:: Dataset records

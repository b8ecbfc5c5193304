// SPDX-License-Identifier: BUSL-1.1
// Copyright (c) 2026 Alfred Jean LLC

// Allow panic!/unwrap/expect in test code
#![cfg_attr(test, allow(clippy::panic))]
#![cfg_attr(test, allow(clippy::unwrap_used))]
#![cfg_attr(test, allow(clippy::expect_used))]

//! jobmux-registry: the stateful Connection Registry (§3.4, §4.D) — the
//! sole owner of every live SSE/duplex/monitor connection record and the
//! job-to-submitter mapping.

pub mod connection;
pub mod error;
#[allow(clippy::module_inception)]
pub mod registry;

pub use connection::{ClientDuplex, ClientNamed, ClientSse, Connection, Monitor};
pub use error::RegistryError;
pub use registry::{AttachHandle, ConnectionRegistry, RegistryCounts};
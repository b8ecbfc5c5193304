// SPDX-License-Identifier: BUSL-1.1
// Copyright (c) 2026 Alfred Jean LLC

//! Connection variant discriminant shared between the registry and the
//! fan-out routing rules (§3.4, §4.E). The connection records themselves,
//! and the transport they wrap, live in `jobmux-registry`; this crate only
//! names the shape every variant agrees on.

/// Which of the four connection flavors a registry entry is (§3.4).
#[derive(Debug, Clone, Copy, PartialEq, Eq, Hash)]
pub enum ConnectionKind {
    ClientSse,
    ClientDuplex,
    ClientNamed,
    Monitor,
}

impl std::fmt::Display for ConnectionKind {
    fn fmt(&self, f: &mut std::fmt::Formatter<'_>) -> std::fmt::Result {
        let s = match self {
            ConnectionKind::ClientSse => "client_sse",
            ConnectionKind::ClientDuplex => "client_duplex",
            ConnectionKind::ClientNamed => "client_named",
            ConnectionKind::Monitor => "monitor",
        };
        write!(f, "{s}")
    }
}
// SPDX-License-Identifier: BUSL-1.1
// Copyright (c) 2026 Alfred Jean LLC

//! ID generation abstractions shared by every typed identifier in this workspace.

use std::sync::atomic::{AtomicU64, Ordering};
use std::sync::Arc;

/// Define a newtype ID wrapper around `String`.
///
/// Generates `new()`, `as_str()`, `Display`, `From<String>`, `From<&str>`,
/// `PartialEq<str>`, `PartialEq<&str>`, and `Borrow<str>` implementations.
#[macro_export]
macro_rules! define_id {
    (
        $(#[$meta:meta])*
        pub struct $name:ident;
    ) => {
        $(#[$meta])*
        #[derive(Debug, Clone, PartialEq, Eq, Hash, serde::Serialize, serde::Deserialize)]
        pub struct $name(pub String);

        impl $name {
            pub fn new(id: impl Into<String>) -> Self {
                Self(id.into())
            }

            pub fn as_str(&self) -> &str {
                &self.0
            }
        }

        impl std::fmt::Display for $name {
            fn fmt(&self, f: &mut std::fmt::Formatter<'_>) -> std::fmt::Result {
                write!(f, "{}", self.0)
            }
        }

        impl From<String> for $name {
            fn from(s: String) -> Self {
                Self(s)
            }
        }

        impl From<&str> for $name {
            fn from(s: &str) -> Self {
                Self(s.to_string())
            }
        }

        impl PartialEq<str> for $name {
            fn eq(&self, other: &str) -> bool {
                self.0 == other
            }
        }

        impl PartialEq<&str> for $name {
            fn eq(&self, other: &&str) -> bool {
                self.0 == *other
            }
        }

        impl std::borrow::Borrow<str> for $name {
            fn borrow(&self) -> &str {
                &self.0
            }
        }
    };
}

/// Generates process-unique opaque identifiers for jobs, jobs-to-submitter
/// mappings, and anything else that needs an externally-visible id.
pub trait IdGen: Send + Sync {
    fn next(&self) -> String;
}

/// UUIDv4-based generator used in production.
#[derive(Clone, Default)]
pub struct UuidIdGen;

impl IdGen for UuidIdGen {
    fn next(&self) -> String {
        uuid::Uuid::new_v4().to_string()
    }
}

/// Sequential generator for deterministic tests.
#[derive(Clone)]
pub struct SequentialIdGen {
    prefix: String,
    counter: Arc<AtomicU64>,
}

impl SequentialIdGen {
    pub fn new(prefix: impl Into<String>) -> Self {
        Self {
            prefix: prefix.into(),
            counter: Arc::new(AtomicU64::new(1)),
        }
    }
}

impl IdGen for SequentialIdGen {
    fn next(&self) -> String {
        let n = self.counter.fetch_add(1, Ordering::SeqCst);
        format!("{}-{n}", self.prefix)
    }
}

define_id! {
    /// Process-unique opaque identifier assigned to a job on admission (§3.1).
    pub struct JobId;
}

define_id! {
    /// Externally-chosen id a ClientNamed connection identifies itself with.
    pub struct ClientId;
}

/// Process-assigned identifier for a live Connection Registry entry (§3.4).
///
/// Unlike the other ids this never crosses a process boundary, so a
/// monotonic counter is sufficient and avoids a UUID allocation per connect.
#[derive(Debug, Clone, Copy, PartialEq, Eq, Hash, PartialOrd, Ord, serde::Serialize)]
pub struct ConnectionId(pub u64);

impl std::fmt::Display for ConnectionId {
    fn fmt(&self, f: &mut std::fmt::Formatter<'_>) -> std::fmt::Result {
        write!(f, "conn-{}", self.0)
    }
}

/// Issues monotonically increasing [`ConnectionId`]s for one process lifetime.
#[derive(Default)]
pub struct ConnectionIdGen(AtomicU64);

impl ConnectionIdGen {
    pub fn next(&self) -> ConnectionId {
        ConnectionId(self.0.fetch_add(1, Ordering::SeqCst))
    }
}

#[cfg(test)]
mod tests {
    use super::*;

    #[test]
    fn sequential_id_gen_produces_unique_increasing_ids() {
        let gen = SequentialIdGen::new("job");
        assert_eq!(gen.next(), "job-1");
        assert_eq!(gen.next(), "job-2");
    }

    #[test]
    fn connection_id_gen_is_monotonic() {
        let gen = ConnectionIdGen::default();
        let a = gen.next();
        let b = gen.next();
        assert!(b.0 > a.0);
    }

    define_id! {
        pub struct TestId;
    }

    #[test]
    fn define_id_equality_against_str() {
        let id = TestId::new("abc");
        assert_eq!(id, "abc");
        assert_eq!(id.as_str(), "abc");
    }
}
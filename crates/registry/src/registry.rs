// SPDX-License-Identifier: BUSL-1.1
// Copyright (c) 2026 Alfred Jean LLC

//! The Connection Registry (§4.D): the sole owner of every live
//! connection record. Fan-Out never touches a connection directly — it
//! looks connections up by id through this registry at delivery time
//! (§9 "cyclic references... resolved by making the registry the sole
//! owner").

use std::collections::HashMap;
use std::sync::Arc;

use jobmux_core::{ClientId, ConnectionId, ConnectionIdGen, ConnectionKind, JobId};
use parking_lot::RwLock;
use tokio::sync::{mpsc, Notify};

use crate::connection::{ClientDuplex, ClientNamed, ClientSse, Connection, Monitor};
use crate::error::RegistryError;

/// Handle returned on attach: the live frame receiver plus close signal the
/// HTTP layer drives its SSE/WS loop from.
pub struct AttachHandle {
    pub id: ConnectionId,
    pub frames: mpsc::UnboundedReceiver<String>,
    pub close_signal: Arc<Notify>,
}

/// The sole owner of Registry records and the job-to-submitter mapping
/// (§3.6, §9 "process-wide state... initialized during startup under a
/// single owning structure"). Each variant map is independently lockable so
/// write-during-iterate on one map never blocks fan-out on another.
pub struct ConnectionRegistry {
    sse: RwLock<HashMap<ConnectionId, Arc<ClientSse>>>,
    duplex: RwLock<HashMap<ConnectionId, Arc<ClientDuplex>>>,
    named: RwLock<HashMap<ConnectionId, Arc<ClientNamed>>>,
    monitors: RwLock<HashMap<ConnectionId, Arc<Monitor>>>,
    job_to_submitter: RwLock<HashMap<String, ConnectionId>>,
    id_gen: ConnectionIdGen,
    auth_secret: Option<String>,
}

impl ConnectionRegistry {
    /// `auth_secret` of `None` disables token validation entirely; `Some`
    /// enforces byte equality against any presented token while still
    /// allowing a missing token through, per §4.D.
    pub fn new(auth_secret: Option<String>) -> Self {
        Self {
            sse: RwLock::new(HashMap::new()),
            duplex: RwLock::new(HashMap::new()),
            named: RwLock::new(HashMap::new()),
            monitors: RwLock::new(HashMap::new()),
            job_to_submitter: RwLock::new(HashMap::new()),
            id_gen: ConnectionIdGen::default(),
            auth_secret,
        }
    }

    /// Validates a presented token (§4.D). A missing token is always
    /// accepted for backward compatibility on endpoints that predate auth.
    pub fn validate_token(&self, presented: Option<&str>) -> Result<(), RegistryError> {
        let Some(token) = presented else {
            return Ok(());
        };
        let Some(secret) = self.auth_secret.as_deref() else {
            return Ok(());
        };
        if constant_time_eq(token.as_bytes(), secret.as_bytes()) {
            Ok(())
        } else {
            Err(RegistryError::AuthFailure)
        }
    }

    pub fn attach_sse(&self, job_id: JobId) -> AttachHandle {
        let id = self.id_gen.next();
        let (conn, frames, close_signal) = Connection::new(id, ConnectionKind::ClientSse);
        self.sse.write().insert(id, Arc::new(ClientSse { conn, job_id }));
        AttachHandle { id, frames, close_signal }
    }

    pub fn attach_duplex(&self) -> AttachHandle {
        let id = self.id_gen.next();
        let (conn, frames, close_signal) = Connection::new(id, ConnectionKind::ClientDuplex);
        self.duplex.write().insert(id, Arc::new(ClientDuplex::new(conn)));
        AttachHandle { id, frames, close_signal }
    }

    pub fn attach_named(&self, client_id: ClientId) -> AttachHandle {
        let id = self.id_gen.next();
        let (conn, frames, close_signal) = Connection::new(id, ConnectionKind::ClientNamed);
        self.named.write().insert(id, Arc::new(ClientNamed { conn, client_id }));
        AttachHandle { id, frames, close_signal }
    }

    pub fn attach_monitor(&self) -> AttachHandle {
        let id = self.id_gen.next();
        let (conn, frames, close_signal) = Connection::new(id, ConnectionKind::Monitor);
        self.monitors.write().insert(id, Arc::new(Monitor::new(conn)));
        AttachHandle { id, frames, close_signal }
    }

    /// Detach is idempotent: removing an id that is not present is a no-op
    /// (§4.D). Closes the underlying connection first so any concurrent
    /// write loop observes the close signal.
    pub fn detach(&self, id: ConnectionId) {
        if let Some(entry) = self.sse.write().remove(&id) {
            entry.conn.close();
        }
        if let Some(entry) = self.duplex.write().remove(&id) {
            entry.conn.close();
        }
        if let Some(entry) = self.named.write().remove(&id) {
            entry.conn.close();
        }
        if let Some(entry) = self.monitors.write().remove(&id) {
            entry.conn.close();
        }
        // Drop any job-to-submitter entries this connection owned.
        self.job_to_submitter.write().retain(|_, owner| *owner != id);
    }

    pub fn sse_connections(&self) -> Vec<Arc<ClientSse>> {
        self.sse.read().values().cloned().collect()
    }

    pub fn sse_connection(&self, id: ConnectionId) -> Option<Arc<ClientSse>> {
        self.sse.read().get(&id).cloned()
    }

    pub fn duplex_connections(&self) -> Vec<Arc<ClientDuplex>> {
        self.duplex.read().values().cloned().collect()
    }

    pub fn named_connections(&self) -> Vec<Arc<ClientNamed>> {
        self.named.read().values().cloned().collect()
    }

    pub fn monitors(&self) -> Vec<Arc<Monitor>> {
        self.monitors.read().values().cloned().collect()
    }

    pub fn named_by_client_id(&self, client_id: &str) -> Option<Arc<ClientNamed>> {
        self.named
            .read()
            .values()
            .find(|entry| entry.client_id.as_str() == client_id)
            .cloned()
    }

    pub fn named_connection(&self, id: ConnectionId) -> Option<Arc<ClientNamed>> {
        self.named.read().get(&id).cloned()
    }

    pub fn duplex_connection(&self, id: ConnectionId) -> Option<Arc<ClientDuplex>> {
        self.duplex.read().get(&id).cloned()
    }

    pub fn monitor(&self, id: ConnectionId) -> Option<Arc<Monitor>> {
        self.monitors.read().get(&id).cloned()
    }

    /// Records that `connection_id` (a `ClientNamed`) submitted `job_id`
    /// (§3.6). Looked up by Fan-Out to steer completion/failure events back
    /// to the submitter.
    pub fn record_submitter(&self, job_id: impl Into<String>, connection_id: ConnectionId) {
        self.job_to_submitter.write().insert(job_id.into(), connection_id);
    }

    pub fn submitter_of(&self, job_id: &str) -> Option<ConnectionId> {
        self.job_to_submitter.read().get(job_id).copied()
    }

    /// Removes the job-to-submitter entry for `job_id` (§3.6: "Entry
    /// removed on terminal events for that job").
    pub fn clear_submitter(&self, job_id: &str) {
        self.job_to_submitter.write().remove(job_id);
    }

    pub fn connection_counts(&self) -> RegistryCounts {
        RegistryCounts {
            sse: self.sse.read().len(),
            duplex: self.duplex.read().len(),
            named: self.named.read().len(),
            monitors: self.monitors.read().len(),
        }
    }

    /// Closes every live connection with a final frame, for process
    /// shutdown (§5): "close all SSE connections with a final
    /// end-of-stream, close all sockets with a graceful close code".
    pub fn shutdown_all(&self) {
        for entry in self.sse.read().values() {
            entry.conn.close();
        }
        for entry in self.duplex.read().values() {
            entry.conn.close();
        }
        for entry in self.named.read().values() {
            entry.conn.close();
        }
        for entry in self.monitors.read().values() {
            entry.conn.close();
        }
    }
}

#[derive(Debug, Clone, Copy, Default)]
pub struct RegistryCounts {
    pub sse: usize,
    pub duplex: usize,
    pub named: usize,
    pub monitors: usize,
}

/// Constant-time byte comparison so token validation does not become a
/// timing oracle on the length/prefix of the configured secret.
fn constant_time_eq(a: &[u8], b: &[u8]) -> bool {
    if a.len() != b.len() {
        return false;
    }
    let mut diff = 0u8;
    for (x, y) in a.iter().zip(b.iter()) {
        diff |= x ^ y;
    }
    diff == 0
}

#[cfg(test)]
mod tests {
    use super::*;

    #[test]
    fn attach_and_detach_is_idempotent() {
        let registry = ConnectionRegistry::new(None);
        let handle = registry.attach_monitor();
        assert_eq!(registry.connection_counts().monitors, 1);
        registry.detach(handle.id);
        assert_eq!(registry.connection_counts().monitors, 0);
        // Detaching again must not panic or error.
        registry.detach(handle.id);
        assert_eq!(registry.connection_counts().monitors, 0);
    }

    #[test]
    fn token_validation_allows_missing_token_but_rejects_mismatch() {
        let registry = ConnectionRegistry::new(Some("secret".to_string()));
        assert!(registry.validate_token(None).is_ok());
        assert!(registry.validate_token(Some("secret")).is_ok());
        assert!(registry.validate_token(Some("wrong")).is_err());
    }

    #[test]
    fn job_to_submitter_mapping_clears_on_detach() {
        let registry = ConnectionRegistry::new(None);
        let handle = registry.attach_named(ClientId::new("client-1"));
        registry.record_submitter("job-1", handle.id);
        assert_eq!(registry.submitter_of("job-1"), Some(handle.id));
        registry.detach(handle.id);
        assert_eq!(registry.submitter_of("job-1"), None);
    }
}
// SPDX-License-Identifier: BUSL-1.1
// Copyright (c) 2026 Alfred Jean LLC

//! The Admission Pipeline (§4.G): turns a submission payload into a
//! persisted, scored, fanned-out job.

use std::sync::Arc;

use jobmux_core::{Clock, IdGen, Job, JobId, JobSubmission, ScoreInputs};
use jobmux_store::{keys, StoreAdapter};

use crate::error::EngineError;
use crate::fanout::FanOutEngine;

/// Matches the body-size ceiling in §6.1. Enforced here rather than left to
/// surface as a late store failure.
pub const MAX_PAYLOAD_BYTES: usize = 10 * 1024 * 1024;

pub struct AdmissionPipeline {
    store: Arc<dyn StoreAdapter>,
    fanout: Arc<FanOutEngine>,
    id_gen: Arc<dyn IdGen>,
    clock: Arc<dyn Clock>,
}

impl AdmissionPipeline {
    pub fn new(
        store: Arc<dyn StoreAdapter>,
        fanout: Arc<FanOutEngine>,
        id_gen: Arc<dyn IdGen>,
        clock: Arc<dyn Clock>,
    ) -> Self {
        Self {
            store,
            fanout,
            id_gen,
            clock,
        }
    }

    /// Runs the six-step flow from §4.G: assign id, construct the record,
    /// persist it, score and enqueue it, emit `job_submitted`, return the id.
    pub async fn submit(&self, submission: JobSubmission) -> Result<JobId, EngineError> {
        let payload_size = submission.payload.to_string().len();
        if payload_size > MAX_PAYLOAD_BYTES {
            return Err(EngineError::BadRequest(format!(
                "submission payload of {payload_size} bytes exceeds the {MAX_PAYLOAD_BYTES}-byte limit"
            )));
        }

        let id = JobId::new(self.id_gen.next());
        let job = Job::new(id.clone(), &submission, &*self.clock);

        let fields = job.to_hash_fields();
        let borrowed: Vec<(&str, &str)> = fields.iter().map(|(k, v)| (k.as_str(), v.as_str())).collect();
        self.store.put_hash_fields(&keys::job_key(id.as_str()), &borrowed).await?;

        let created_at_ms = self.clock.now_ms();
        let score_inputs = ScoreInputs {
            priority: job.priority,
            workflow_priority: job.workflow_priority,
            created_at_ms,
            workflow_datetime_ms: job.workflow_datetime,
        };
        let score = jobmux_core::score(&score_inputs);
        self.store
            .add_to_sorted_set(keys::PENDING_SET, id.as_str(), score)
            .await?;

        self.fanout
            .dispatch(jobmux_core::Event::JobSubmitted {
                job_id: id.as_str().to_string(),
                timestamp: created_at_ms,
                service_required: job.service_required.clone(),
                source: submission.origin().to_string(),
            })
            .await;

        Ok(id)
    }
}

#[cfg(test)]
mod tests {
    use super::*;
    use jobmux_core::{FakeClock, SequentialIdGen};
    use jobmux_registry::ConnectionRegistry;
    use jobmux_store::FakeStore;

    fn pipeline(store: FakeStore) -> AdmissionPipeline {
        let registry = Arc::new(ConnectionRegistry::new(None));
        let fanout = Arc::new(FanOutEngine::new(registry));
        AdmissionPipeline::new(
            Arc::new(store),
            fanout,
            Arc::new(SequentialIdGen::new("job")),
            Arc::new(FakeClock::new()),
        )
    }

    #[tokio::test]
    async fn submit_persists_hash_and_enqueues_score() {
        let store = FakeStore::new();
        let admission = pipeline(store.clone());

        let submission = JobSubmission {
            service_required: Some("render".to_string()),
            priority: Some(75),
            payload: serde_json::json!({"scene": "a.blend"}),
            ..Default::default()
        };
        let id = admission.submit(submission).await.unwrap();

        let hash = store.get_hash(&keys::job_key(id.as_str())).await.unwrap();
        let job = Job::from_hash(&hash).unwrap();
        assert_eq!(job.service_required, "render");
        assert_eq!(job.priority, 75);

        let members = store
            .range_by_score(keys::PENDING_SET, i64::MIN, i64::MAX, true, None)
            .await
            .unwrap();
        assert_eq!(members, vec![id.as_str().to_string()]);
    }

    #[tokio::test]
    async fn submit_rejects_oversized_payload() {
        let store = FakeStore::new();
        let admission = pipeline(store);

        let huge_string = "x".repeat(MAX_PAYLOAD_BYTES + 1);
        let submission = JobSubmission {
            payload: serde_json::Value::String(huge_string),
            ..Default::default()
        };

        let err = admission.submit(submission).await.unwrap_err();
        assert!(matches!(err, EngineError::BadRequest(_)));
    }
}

::::

* Task
Determine how many lines above have the string "SeqCst" and output nothing besides the count.

* Solved exercise
2